Os investimentos totais em biocombustíveis representam um aumento de 87% em relação ao plano anterior.
O verde da cana e o seu valor em ouro
Uma área em relação à qual todos são unânimes em reconhecer grande potencial é a de biocombustíveis. Segundo o relatório Brasil Sustentável, da Ernst&Young, o mercado para essa alternativa será sensível aos preços do petróleo e deverá se expandir com a permanência desse último acima de US$ 40 por barril. “A inclusão de etanol e demais biocombustíveis na matriz energética é um fator de extrema importância não só do ponto de vista ambiental, mas também de segurança do fornecimento”, destaca o estudo.
A experiência brasileira de desenvolvimento do etanol de cana-de-açúcar e introdução maciça desse combustível em sua matriz energética tem motivado a ONU a eleger o Brasil como um dos maiores mercados para energias renováveis do mundo.
Em seu estudo, Tendências Globais para Investimentos em Energias Sustentáveis, a organização ressalta que, em 2008, 90% dos novos carros brasileiros utilizavam etanol, representando 52% de todo o combustível consumido por veículos leves no País.
Segundo a União da Indústria da Cana-de-Açúcar (Unica), o setor movimenta cerca de US$ 25 bilhões por ano, gerando 850 mil empregos diretos na agricultura e indústria. Em exportações de etanol e cana-de-açúcar são US$ 8 bilhões em receitas.
Cerca de 80% da produção de etanol se destina ao mercado doméstico. De acordo com Eduardo Leão de Sousa, diretor executivo da Unica, ainda há possibilidade de expansão. “Hoje, apenas 30% da frota é constituída de carros flex, por isso ainda há um potencial grande”, destaca Sousa.

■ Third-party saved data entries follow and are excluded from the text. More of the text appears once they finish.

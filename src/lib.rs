//! # Aktualizator Library
//!
//! Keeps a Termux (or other Linux) installation up to date and records what
//! is installed. One run drives three layers of package managers:
//!
//! - the OS package manager (`pkg`, `apt`, `apk` or `pacman`),
//! - the system pip,
//! - one pip per virtualenv under a configured root.
//!
//! The result is an [`Inventory`](model::Inventory) of installed packages and
//! a list of [`Issue`](model::Issue)s describing every command that failed.
//! Optionally a [`repair`] pass runs first and disables apt mirrors that
//! publish unsigned or expired release metadata.
//!
//! ## Quick Example
//!
//! ```no_run
//! use aktualizator::aggregate::Aggregator;
//! use aktualizator::config::RunConfig;
//! use aktualizator::model::Mode;
//! use aktualizator::process::SystemRunner;
//!
//! let config = RunConfig::new(Mode::A, "/home/user/venv".into()).simulate(true);
//! let outcome = Aggregator::new(&config, &SystemRunner).run();
//! assert!(outcome.inventory.os_packages.is_empty());
//! ```
//!
//! ## Core Concepts
//!
//! - **Process runner (`process`)**: every external command goes through the
//!   [`CommandRunner`](process::CommandRunner) trait, which never fails and
//!   supports simulate mode.
//! - **Detection (`detect`)**: finds the package managers.
//! - **Layers (`layers`)**: update, upgrade and list one kind of manager.
//! - **Parsing (`parse`, `mirror`)**: pure functions over command output.
//! - **Repair (`repair`, `sources`)**: mirror sanitizing and housekeeping.
//! - **Aggregation (`aggregate`)**: runs the layers selected by the mode.
//! - **Persistence (`report`)**: atomic JSON documents.
//! - **Run guard (`guard`)**: one run at a time across processes.

pub mod aggregate;
pub mod config;
pub mod defaults;
pub mod detect;
pub mod error;
pub mod exit_codes;
pub mod guard;
pub mod layers;
pub mod mirror;
pub mod model;
pub mod output;
pub mod parse;
pub mod process;
pub mod repair;
pub mod report;
pub mod sources;
pub mod suggestions;

#[cfg(test)]
mod parse_proptest;
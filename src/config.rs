//! # Run Configuration
//!
//! Explicit configuration handed to the [`Aggregator`](crate::aggregate::Aggregator)
//! and the [`Repairer`](crate::repair::Repairer) at construction. Nothing in
//! the library reads global state; the CLI assembles these structs from
//! flags, environment variables and [`defaults`](crate::defaults).

use std::path::PathBuf;

use crate::defaults;
use crate::detect::ToolLocator;
use crate::model::Mode;

/// Settings for an inventory run.
#[derive(Debug, Clone)]
pub struct RunConfig {
    pub mode: Mode,
    /// Directory whose subdirectories are virtualenvs.
    pub venv_root: PathBuf,
    /// Run every command in simulate mode.
    pub simulate: bool,
    /// OS package manager to use instead of probing.
    pub os_manager: Option<String>,
    pub locator: ToolLocator,
    /// Host name recorded in the inventory.
    pub host: String,
}

impl RunConfig {
    pub fn new(mode: Mode, venv_root: PathBuf) -> Self {
        Self {
            mode,
            venv_root,
            simulate: false,
            os_manager: None,
            locator: ToolLocator::from_env(),
            host: defaults::host_name(),
        }
    }

    pub fn simulate(mut self, simulate: bool) -> Self {
        self.simulate = simulate;
        self
    }

    pub fn with_os_manager(mut self, os_manager: Option<String>) -> Self {
        self.os_manager = os_manager;
        self
    }

    pub fn with_locator(mut self, locator: ToolLocator) -> Self {
        self.locator = locator;
        self
    }

    pub fn with_host(mut self, host: impl Into<String>) -> Self {
        self.host = host.into();
        self
    }
}

/// Settings for a repair pass.
#[derive(Debug, Clone)]
pub struct RepairConfig {
    /// Run every command in simulate mode and leave the filesystem alone.
    pub simulate: bool,
    pub os_manager: Option<String>,
    pub locator: ToolLocator,
    /// apt source lists that may be sanitized.
    pub source_files: Vec<PathBuf>,
    /// Cache directories removed outright.
    pub cache_dirs: Vec<PathBuf>,
    /// Temporary directories emptied but kept.
    pub temp_dirs: Vec<PathBuf>,
    /// The script the launcher symlink must point at.
    pub entry_point: PathBuf,
    /// Where the launcher symlink lives.
    pub entry_link: PathBuf,
}

impl RepairConfig {
    /// Configuration pointing at the standard Termux locations.
    pub fn termux_defaults() -> Self {
        let prefix = defaults::termux_prefix();
        Self {
            simulate: false,
            os_manager: None,
            locator: ToolLocator::from_env(),
            source_files: defaults::source_files(&prefix),
            cache_dirs: defaults::cache_dirs(),
            temp_dirs: defaults::temp_dirs(&prefix),
            entry_point: defaults::entry_point(),
            entry_link: defaults::entry_link(&prefix),
        }
    }

    pub fn simulate(mut self, simulate: bool) -> Self {
        self.simulate = simulate;
        self
    }
}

Segundo o relatório Brasil Sustentável, as projeções consideram uma
taxa de crescimento de 3,3% ao ano para o mercado de combustíveis veiculares no Brasil no período. Desse total, o volume a ser atendido pelo
etanol seria de 45%, em razão do aumento da frota e dos ganhos de eficiência energética no uso de combustíveis – espera-se que a frota brasileira tenha um
rendimento de 10,4 quilômetros por litro, considerado o mix de combustíveis. Com isso, o crescimento do mercado doméstico de etanol será superior ao da
gasolina: 4,3% contra 2,6%, respectivamente. Estima-se que as exportações de etanol cheguem a 17,4 bilhões de litros em 2030, um crescimento de 8,9% ao ano em relação às exportações de 2005.
Na perspectiva internacional, os dois grandes mercados são o americano e europeu. Nos EUA, o volume de biocombustíveis, em sua maior parte etanol a partir do milho, a ser misturado à gasolina deve chegar a 28 bilhões de litros, em 2012, e a 136 bilhões de litros, em 2022. É isso o que concluiu o Energy Policy Act, de 2005, que regulamenta o setor.
No entanto, o etanol brasileiro ainda se depara com medidas tomadas pelos EUA para proteger sua indústria, como a tarifa de 64 centavos de dólar por galão. “A grande questão é o espaço que eles vão nos dar porque hoje, logicamente, têm interesse em produzir lá o etanol. Mas o etanol de milho apresenta restrições tanto em relação ao uso, porque boa parte dele destina-se à produção de ração e alimentação humana, quanto à própria qualidade do ponto de vista ambiental e de eficiência”, explica Sousa.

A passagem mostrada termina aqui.